Detik demi detik bergulir, keadaan menjadi lebih runyam dengan kepergian ayahnya begitu saja. Gadis itu, dengan rambut panjang yang kuyakini dicat cokelat tua dan diikat kuda, hanya berdiam. Terus menyantap buburnya.

"Permisi, Mbak. Bisa pesan satu hakau udang dan satu xiao long bao?"

Seorang pelayan wanita dipanggil oleh ibundanya. Membuat anak gadis itu terpana. Mungkin karena tak biasanya sang ibunda memesan lagi saat makan. 

"Aku pikir kita langsung pulang abis ini, Bun?" gadis itu mulai membuka suara. Matanya masih menatap sendok bubur yang sebenarnya sudah kosong. 

"Pulang dengan siapa? Ayahmu begitu saja ke luar tanpa bilang apa-apa. Kunci mobil di dia. Dan Bunda enggak tahu dia akan balik atau pergi gitu saja. Sudah, nikmati saja makananmu. Habis ini kita cari taksi."

"Tapi Bun...."

"Tapi apa?"

Tepat di saat gadis kecil tersebut hendak merengek untuk mendapatkan keterangan lebih lanjut, dua piringan bambu datang terhidang.
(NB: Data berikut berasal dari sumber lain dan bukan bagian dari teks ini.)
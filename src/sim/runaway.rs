//! Pointer tracking for the runaway button
//!
//! Owns the per-session [`EvasionState`], decides when the pointer is close
//! enough to trigger a move, rate-limits moves, and turns engine output into
//! a [`Relocation`] the renderer can animate.

use glam::Vec2;
use rand::Rng;
use serde::{Deserialize, Serialize};

use super::evasion::EvasionEngine;
use crate::config::{EvasionConfig, TeaseConfig};
use crate::{Point, Rect, Size, clamp_lenient, distance_between, rect_center};

/// Mutable state of the evading element
#[derive(Debug, Clone, Default, PartialEq, Serialize, Deserialize)]
pub struct EvasionState {
    /// Left the inline layout and switched to free positioning
    pub escaped: bool,
    /// Latest target top-left; `None` until the first move
    pub current_position: Option<Point>,
    /// Honored relocation requests so far
    pub attempt_count: u32,
    /// Session time of the last honored request (ms)
    pub last_relocation_ms: Option<f64>,
}

/// Toast shown next to the button after it moves
#[derive(Debug, Clone, PartialEq)]
pub struct Tease {
    pub message: String,
    /// Top-left of the toast
    pub position: Point,
    /// Session time after which the toast should be hidden (ms)
    pub hide_at_ms: f64,
}

/// One honored relocation request
#[derive(Debug, Clone, PartialEq)]
pub struct Relocation {
    /// 1-based attempt number
    pub attempt: u32,
    /// Inline top-left to animate from, set on the escaping move only
    pub start_position: Option<Point>,
    /// New top-left, or `None` if the search had nothing to offer
    pub position: Option<Point>,
    /// Suggested animation length (s)
    pub duration_secs: f32,
    /// Playful tilt (degrees)
    pub rotation_deg: f32,
    pub tease: Option<Tease>,
}

/// Interaction-layer owner of the evading element
#[derive(Debug, Clone)]
pub struct RunawayTracker {
    engine: EvasionEngine,
    tease: TeaseConfig,
    state: EvasionState,
    /// Most recent toast, kept for `tease_visible`
    last_tease: Option<Tease>,
}

impl RunawayTracker {
    pub fn new(evasion: EvasionConfig, tease: TeaseConfig) -> Self {
        Self {
            engine: EvasionEngine::new(evasion),
            tease,
            state: EvasionState::default(),
            last_tease: None,
        }
    }

    pub fn state(&self) -> &EvasionState {
        &self.state
    }

    pub fn engine(&self) -> &EvasionEngine {
        &self.engine
    }

    /// Toast to show at `now_ms`, if one is still up
    pub fn tease_visible(&self, now_ms: f64) -> Option<&Tease> {
        self.last_tease.as_ref().filter(|t| now_ms < t.hide_at_ms)
    }

    /// Whether the pointer is inside the danger radius of the element
    pub fn in_danger(&self, pointer: Point, element: &Rect) -> bool {
        distance_between(pointer, rect_center(element)) < self.engine.config().danger_radius
    }

    /// Handle a pointer move; relocates only when the pointer gets too close
    pub fn on_pointer_move<R: Rng>(
        &mut self,
        rng: &mut R,
        pointer: Point,
        element: Option<&Rect>,
        anchor: Option<&Rect>,
        viewport: Size,
        now_ms: f64,
    ) -> Option<Relocation> {
        let element = element?;
        if !self.in_danger(pointer, element) {
            return None;
        }
        self.request_relocation(rng, Some(element), anchor, viewport, now_ms)
    }

    /// Direct request (click or touch on the element), subject to the rate limit
    ///
    /// Requests inside the throttle window leave the state untouched.
    pub fn request_relocation<R: Rng>(
        &mut self,
        rng: &mut R,
        element: Option<&Rect>,
        anchor: Option<&Rect>,
        viewport: Size,
        now_ms: f64,
    ) -> Option<Relocation> {
        let cfg = self.engine.config();
        if let Some(last) = self.state.last_relocation_ms {
            if now_ms - last < cfg.throttle_ms() {
                log::trace!("Relocation throttled ({:.0} ms since last)", now_ms - last);
                return None;
            }
        }
        self.state.last_relocation_ms = Some(now_ms);

        let size = element.map_or(cfg.fallback_element_size, Rect::size);
        let escaping = !self.state.escaped;

        // First move places freely; later moves jump from where it is now
        let previous_center = if escaping {
            None
        } else {
            element.map(rect_center).or_else(|| {
                self.state
                    .current_position
                    .map(|p| p + Vec2::new(size.width / 2.0, size.height / 2.0))
            })
        };

        let position =
            self.engine
                .compute_new_position(rng, viewport, size, anchor, previous_center);

        let (start_position, duration_secs) = if escaping {
            (element.map(Rect::origin), 0.3)
        } else {
            (None, 0.28 + rng.random::<f32>() * 0.1)
        };
        let rotation_deg = (rng.random::<f32>() - 0.5) * 4.0;

        if let Some(pos) = position {
            self.state.escaped = true;
            self.state.current_position = Some(pos);
        }
        self.state.attempt_count += 1;
        let attempt = self.state.attempt_count;

        let tease = self.make_tease(attempt, position, viewport, now_ms);
        self.last_tease = tease.clone();

        log::debug!(
            "Relocation #{attempt}: {:?} -> {:?}",
            previous_center,
            position
        );

        Some(Relocation {
            attempt,
            start_position: if position.is_some() { start_position } else { None },
            position,
            duration_secs,
            rotation_deg,
            tease,
        })
    }

    /// Cycle messages by attempt; keep the toast on screen near the button
    fn make_tease(
        &self,
        attempt: u32,
        position: Option<Point>,
        viewport: Size,
        now_ms: f64,
    ) -> Option<Tease> {
        let messages = &self.tease.messages;
        if messages.is_empty() {
            return None;
        }
        let index = (attempt.saturating_sub(1) as usize) % messages.len();
        let message = messages[index].clone();

        // Without a new spot the toast stays where the last one was
        let anchor = position
            .or(self.state.current_position)
            .or_else(|| self.last_tease.as_ref().map(|t| t.position))?;

        let margin = self.tease.edge_margin;
        let position = Vec2::new(
            clamp_lenient(anchor.x, margin, viewport.width - self.tease.reserved_width),
            (anchor.y - self.tease.offset_y).max(margin),
        );

        Some(Tease {
            message,
            position,
            hide_at_ms: now_ms + self.tease.visible_ms,
        })
    }
}

impl Default for RunawayTracker {
    fn default() -> Self {
        Self::new(EvasionConfig::default(), TeaseConfig::default())
    }
}

#[cfg(test)]
mod tests {
    use super::*;
    use rand::SeedableRng;
    use rand_pcg::Pcg32;

    const VIEWPORT: Size = Size::new(1000.0, 800.0);

    fn inline_no_button() -> Rect {
        Rect::new(520.0, 400.0, 100.0, 48.0)
    }

    fn yes_button() -> Rect {
        Rect::new(400.0, 400.0, 100.0, 48.0)
    }

    #[test]
    fn test_far_pointer_does_nothing() {
        let mut tracker = RunawayTracker::default();
        let mut rng = Pcg32::seed_from_u64(1);
        let no = inline_no_button();

        let pointer = rect_center(&no) + Vec2::new(72.0, 0.0);
        let r = tracker.on_pointer_move(&mut rng, pointer, Some(&no), None, VIEWPORT, 0.0);
        assert!(r.is_none());
        assert_eq!(*tracker.state(), EvasionState::default());
    }

    #[test]
    fn test_first_escape() {
        let mut tracker = RunawayTracker::default();
        let mut rng = Pcg32::seed_from_u64(2);
        let no = inline_no_button();
        let yes = yes_button();

        let pointer = rect_center(&no) + Vec2::new(10.0, 0.0);
        let r = tracker
            .on_pointer_move(&mut rng, pointer, Some(&no), Some(&yes), VIEWPORT, 100.0)
            .unwrap();

        assert_eq!(r.attempt, 1);
        assert_eq!(r.start_position, Some(Vec2::new(520.0, 400.0)));
        assert_eq!(r.duration_secs, 0.3);
        assert!(r.rotation_deg.abs() <= 2.0);

        let state = tracker.state();
        assert!(state.escaped);
        assert_eq!(state.current_position, r.position);
        assert_eq!(state.attempt_count, 1);
        assert_eq!(state.last_relocation_ms, Some(100.0));
    }

    #[test]
    fn test_throttle_ignores_close_requests() {
        let mut tracker = RunawayTracker::default();
        let mut rng = Pcg32::seed_from_u64(3);
        let no = inline_no_button();

        assert!(
            tracker
                .request_relocation(&mut rng, Some(&no), None, VIEWPORT, 0.0)
                .is_some()
        );
        let after_first = tracker.state().clone();

        let moved = Rect::from_origin(after_first.current_position.unwrap(), no.size());
        assert!(
            tracker
                .request_relocation(&mut rng, Some(&moved), None, VIEWPORT, 300.0)
                .is_none()
        );
        assert_eq!(*tracker.state(), after_first);

        let r = tracker
            .request_relocation(&mut rng, Some(&moved), None, VIEWPORT, 500.0)
            .unwrap();
        assert_eq!(r.attempt, 2);
        assert_eq!(r.start_position, None);
        assert!((0.28..0.38).contains(&r.duration_secs));
    }

    #[test]
    fn test_later_moves_jump_from_current_bounds() {
        let mut tracker = RunawayTracker::default();
        let mut rng = Pcg32::seed_from_u64(4);
        let mut no = inline_no_button();

        for i in 0..10 {
            let now = i as f64 * 500.0;
            let r = tracker
                .request_relocation(&mut rng, Some(&no), None, VIEWPORT, now)
                .unwrap();
            let pos = r.position.unwrap();
            let moved = Rect::from_origin(pos, no.size());
            if i > 0 {
                assert!(distance_between(rect_center(&moved), rect_center(&no)) >= 80.0);
            }
            no = moved;
        }
        assert_eq!(tracker.state().attempt_count, 10);
    }

    #[test]
    fn test_missing_bounds_use_fallback_size() {
        let mut tracker = RunawayTracker::default();
        let mut rng = Pcg32::seed_from_u64(5);
        let r = tracker
            .request_relocation(&mut rng, None, None, VIEWPORT, 0.0)
            .unwrap();
        let pos = r.position.unwrap();
        assert!(pos.x <= 1000.0 - 100.0 - 24.0);
        assert!(pos.y <= 800.0 - 48.0 - 24.0);
        assert_eq!(r.start_position, None);
    }

    #[test]
    fn test_tease_cycles_and_hides() {
        let tease = TeaseConfig {
            messages: vec!["one".into(), "two".into()],
            ..TeaseConfig::default()
        };
        let mut tracker = RunawayTracker::new(EvasionConfig::default(), tease);
        let mut rng = Pcg32::seed_from_u64(6);
        let no = inline_no_button();

        let mut seen = Vec::new();
        for i in 0..3 {
            let r = tracker
                .request_relocation(&mut rng, Some(&no), None, VIEWPORT, i as f64 * 1000.0)
                .unwrap();
            seen.push(r.tease.unwrap().message);
        }
        assert_eq!(seen, vec!["one", "two", "one"]);

        assert!(tracker.tease_visible(2000.0 + 1599.0).is_some());
        assert!(tracker.tease_visible(2000.0 + 1600.0).is_none());
    }

    #[test]
    fn test_tease_position_clamped() {
        let tracker = RunawayTracker::default();
        let t = tracker
            .make_tease(1, Some(Vec2::new(900.0, 20.0)), VIEWPORT, 0.0)
            .unwrap();
        assert_eq!(t.position, Vec2::new(760.0, 10.0));

        let t = tracker
            .make_tease(1, Some(Vec2::new(2.0, 300.0)), VIEWPORT, 0.0)
            .unwrap();
        assert_eq!(t.position, Vec2::new(10.0, 256.0));
    }

    #[test]
    fn test_no_messages_no_tease() {
        let tease = TeaseConfig {
            messages: Vec::new(),
            ..TeaseConfig::default()
        };
        let mut tracker = RunawayTracker::new(EvasionConfig::default(), tease);
        let mut rng = Pcg32::seed_from_u64(7);
        let r = tracker
            .request_relocation(&mut rng, None, None, VIEWPORT, 0.0)
            .unwrap();
        assert!(r.tease.is_none());
    }
}
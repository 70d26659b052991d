//! Deterministic core
//!
//! Everything the experience decides lives here. This module must stay pure:
//! - Time comes in as session milliseconds from the host
//! - Randomness comes from an injected or seeded RNG
//! - No rendering or platform dependencies

pub mod evasion;
pub mod phase;
pub mod runaway;
pub mod session;

pub use evasion::EvasionEngine;
pub use phase::{PendingTimer, Phase, PhaseChange, PhaseController, SubscriptionId};
pub use runaway::{EvasionState, Relocation, RunawayTracker, Tease};
pub use session::{Session, Visibility};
Sekali lagi mengepul-ngepul, menebarkan aroma yang bahkan mampu sampai ke tempatku berdiri. 

"Andara. Sudah, jangan banyak tanya lagi. Kamu masih kecil. Makan saja sekarang, oke?"

***

Kau mungkin beranggapan cerita ini akan berakhir di situ. Di saat Andara-nama dari gadis malang tersebut, dihadapkan oleh kenyataan pahit keluarganya.